Recreating Electoral Targeting Package

84 views Asked by At

I'm really into politics and elections and I'm just getting into learning R and I would like to recreate the process laid out in this blog with new data from a local county. I've been able to get through most of the process in the blog reliably with my modified code until I get to district analyze.

datas <- district.analyze(data)

The author analyzes specific house districts whereas I would prefer to analyze the county as a whole. I modified the code to use U.S. House as my target district because it encompasses the entire county.

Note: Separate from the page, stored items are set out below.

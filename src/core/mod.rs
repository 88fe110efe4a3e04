//! Core business logic - framework-agnostic operations behind every screen.

/// Local calendar-date helpers and time-ordered record identifiers
pub mod dates;
/// Typed key-value JSON document persistence shared by all stores
pub mod documents;
/// Spiritual journal store
pub mod journal;
/// Onboarding profile and settings store
pub mod onboarding;
/// Daily prayer status tracker
pub mod prayers;
/// Qibla bearing calculation
pub mod qibla;
/// Derived views over the daily prayer schedule
pub mod schedule;
/// Tasbih counting state machine and session recorder
pub mod tasbih;
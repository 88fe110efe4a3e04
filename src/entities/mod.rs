//! Entity module - Contains all SeaORM entity definitions for the database.
//! The persistence model is a key-value namespace of JSON documents, so a
//! single entity covers every store in the crate.

pub mod document;

// Re-export specific types to avoid conflicts
pub use document::{Column as DocumentColumn, Entity as Document, Model as DocumentModel};
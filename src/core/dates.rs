//! Local calendar-date helpers and time-ordered record identifiers.
//!
//! Every store keys its records by the local calendar date in `YYYY-MM-DD`
//! form. The comparison against "today" is an explicit function rather than
//! an inline string equality so the date-rollover behavior is testable on
//! its own. Near a timezone change the local date can shift mid-session;
//! that ambiguity is accepted and records simply follow the current local
//! clock.

use chrono::{Local, NaiveDate, SecondsFormat, Utc};

/// The current local calendar date.
#[must_use]
pub fn today() -> NaiveDate {
    Local::now().date_naive()
}

/// Formats a date as the `YYYY-MM-DD` key used by all stored records.
#[must_use]
pub fn date_key(date: NaiveDate) -> String {
    date.format("%Y-%m-%d").to_string()
}

/// Whether a stored `YYYY-MM-DD` date key refers to the given local day.
///
/// An unparseable stored date is treated as a different day, which sends
/// callers down their regeneration path.
#[must_use]
pub fn is_same_local_day(stored: &str, day: NaiveDate) -> bool {
    NaiveDate::parse_from_str(stored, "%Y-%m-%d").is_ok_and(|date| date == day)
}

/// The current instant as an RFC 3339 timestamp, for record bookkeeping.
#[must_use]
pub fn now_rfc3339() -> String {
    Utc::now().to_rfc3339_opts(SecondsFormat::Millis, true)
}

/// Produces a time-ordered identifier strictly greater than `last`.
///
/// Identifiers are millisecond timestamps rendered as decimal strings, so
/// lexicographic-by-creation ordering matches numeric ordering within a
/// store's lifetime. When two records are created within the same
/// millisecond the previous identifier is bumped by one to keep the
/// sequence strictly increasing.
#[must_use]
pub fn time_ordered_id(last: Option<&str>) -> String {
    let now = Utc::now().timestamp_millis();
    let floor = last
        .and_then(|value| value.parse::<i64>().ok())
        .map_or(i64::MIN, |previous| previous + 1);
    now.max(floor).to_string()
}

#[cfg(test)]
mod tests {
    #![allow(clippy::unwrap_used)]
    use super::*;

    #[test]
    fn test_is_same_local_day() {
        let day = NaiveDate::from_ymd_opt(2025, 3, 14).unwrap();

        assert!(is_same_local_day("2025-03-14", day));
        assert!(!is_same_local_day("2025-03-13", day));
        assert!(!is_same_local_day("2024-03-14", day));
    }

    #[test]
    fn test_is_same_local_day_rejects_garbage() {
        let day = NaiveDate::from_ymd_opt(2025, 3, 14).unwrap();

        assert!(!is_same_local_day("", day));
        assert!(!is_same_local_day("not-a-date", day));
        assert!(!is_same_local_day("2025/03/14", day));
    }

    #[test]
    fn test_date_key_round_trips() {
        let day = NaiveDate::from_ymd_opt(2025, 12, 1).unwrap();
        let key = date_key(day);

        assert_eq!(key, "2025-12-01");
        assert!(is_same_local_day(&key, day));
    }

    #[test]
    fn test_time_ordered_ids_strictly_increase() {
        let mut last = time_ordered_id(None);
        for _ in 0..100 {
            let next = time_ordered_id(Some(&last));
            assert!(
                next.parse::<i64>().unwrap() > last.parse::<i64>().unwrap(),
                "{next} should be greater than {last}"
            );
            last = next;
        }
    }

    #[test]
    fn test_time_ordered_id_ignores_unparseable_last() {
        let id = time_ordered_id(Some("not-a-number"));
        assert!(id.parse::<i64>().is_ok());
    }
}
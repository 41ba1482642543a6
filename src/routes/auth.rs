use crate::{
    auth::{hash_password, verify_password, AuthResponse, LoginRequest, RegisterRequest},
    error::AppError,
    models::normalize_email,
    state::AppState,
    store::EMAIL_TAKEN_MESSAGE,
};
use actix_web::{post, web, HttpResponse, Responder};
use validator::Validate;

const INVALID_LOGIN_MESSAGE: &str = "Incorrect email or password";

/// Register a new user
///
/// Creates a new account and returns it. The response never contains the
/// password or its hash.
#[post("/register")]
pub async fn register(
    state: web::Data<AppState>,
    register_data: web::Json<RegisterRequest>,
) -> Result<impl Responder, AppError> {
    register_data.validate()?;
    let RegisterRequest { email, password } = register_data.into_inner();
    let email = normalize_email(&email);

    if state.users.find_user_by_email(&email).await?.is_some() {
        return Err(AppError::BadRequest(EMAIL_TAKEN_MESSAGE.into()));
    }

    // Hashing runs on the blocking thread pool.
    let cost = state.bcrypt_cost;
    let password_hash = web::block(move || hash_password(&password, cost)).await??;

    // Concurrent registrations can both pass the lookup; the store enforces uniqueness too.
    let user = state.users.create_user(&email, &password_hash).await?;
    log::info!("registered user {}", user.id);

    Ok(HttpResponse::Ok().json(user))
}

/// Login user
///
/// Checks the credentials and returns a bearer token.
#[post("/login")]
pub async fn login(
    state: web::Data<AppState>,
    login_data: web::Json<LoginRequest>,
) -> Result<impl Responder, AppError> {
    login_data.validate()?;
    let LoginRequest { email, password } = login_data.into_inner();
    let email = normalize_email(&email);

    let user = match state.users.find_user_by_email(&email).await? {
        Some(user) => user,
        None => {
            // Unknown emails cost the same bcrypt work as a wrong password.
            let cost = state.bcrypt_cost;
            let _ = web::block(move || hash_password(&password, cost)).await;
            return Err(AppError::Unauthorized(INVALID_LOGIN_MESSAGE.into()));
        }
    };

    let password_hash = user.password_hash.clone();
    let valid = web::block(move || verify_password(&password, &password_hash)).await?;
    if !valid {
        return Err(AppError::Unauthorized(INVALID_LOGIN_MESSAGE.into()));
    }

    let token = state
        .tokens
        .issue(user.id, &user.email, Some(state.access_token_ttl))?;
    Ok(HttpResponse::Ok().json(AuthResponse::bearer(token)))
}
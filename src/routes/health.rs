use actix_web::{get, HttpResponse, Responder};
use chrono::Utc;
use serde_json::json;

/// Root endpoint, a fixed welcome message.
#[get("/")]
pub async fn index() -> impl Responder {
    HttpResponse::Ok().json(json!({ "message": "Welcome to the Todo API" }))
}

/// Health check endpoint
///
/// Returns the current status of the API and timestamp.
#[get("/health")]
pub async fn health() -> impl Responder {
    HttpResponse::Ok().json(json!({
        "status": "ok",
        "service": "todo-vault",
        "timestamp": Utc::now()
    }))
}
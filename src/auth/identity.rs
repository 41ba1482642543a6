use crate::auth::token::TokenService;
use crate::error::AppError;
use crate::store::UserStore;
use serde::Serialize;

/// Message sent with every authentication failure, whatever the cause.
pub const INVALID_CREDENTIALS_MESSAGE: &str = "Could not validate credentials";

const BEARER_PREFIX: &str = "Bearer ";

/// The caller of a request, as established by [`resolve_identity`].
#[derive(Debug, Clone, PartialEq, Eq, Serialize)]
pub struct AuthenticatedUser {
    pub id: i32,
    pub email: String,
}

fn unauthenticated() -> AppError {
    AppError::Unauthorized(INVALID_CREDENTIALS_MESSAGE.into())
}

/// Turns a raw `Authorization` header value into the user it belongs to.
///
/// The header must use the `Bearer ` scheme, the token must verify, and its
/// subject must still exist. Each of those failures produces the same
/// `Unauthorized` error. Storage failures surface as internal errors.
pub async fn resolve_identity(
    authorization: Option<&str>,
    tokens: &TokenService,
    users: &dyn UserStore,
) -> Result<AuthenticatedUser, AppError> {
    let token = authorization
        .and_then(|value| value.strip_prefix(BEARER_PREFIX))
        .ok_or_else(unauthenticated)?;

    let claims = tokens.verify(token).ok_or_else(unauthenticated)?;

    let user = users
        .find_user_by_id(claims.sub)
        .await?
        .ok_or_else(unauthenticated)?;

    Ok(AuthenticatedUser {
        id: user.id,
        email: user.email,
    })
}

I want to know if anyone has suggestions on why I am unable to get the precinct level summaries from this county data. I get an error like this one:

> Error in aggregate.data.frame(as.data.frame(x), ...) : 
no rows to aggregate
In addition: Warning message:
In min(adf[, "rep_turnout_pct"], na.rm = TRUE) :

I only get this error when I have "NA" in the data. When I have "0" in place of the blanks the district.analyze works, however the "0" throws off all of the equations.

the minimum amount of code I can get to reproduce this is:

library(plyr)

 major.party.bias <- function(adf) {    

 # aggregate base partisan vote -  lowest non-zero turnout by party, given any election

 abpv_rep <- min(adf[adf$rep_turnout_pct,"rep_turnout_pct"],na.rm=TRUE)
abpv_dem <- min(adf[adf$dem_turnout_pct,"dem_turnout_pct"],na.rm=TRUE)

 # aggregate base partisan is combination of major parties worst scores
 base_abpv = abpv_rep + abpv_dem
 # swing is what is left after the aggregate base partisan support is removed
 abpv_swing = 1.0 - base_abpv

 # remove elections w/ no contender ie NA rep or NA dem turnout
 tsa <- adf[which(!is.na(adf$dem_turnout) & !is.na(adf$rep_turnout)),]  
 # add a abs difference of rep v dem column
 tsa[,"spread"] <- abs(tsa$dem_turnout_pct - tsa$rep_turnout_pct)

 # average party performance - average of the top 3 best matched races (sorted by abs(rep-dem) performance)
 app_dem <- mean(tsa[order(tsa$spread)[1:3],]$dem_turnout_pct)
 app_rep <- mean(tsa[order(tsa$spread)[1:3],]$rep_turnout_pct)

 # aggreage soft partisan vote - difference between the average worst over each year and the absolute worst (aggregate base partisan vote)
 tsa <- adf[which(!is.na(adf$rep_turnout)),]
 abpv_rep_soft <- mean(aggregate(tsa$rep_turnout_pct,tsa["year"],min)[,"x"]) - abpv_rep
 tsa <- adf[which(!is.na(adf$dem_turnout)),]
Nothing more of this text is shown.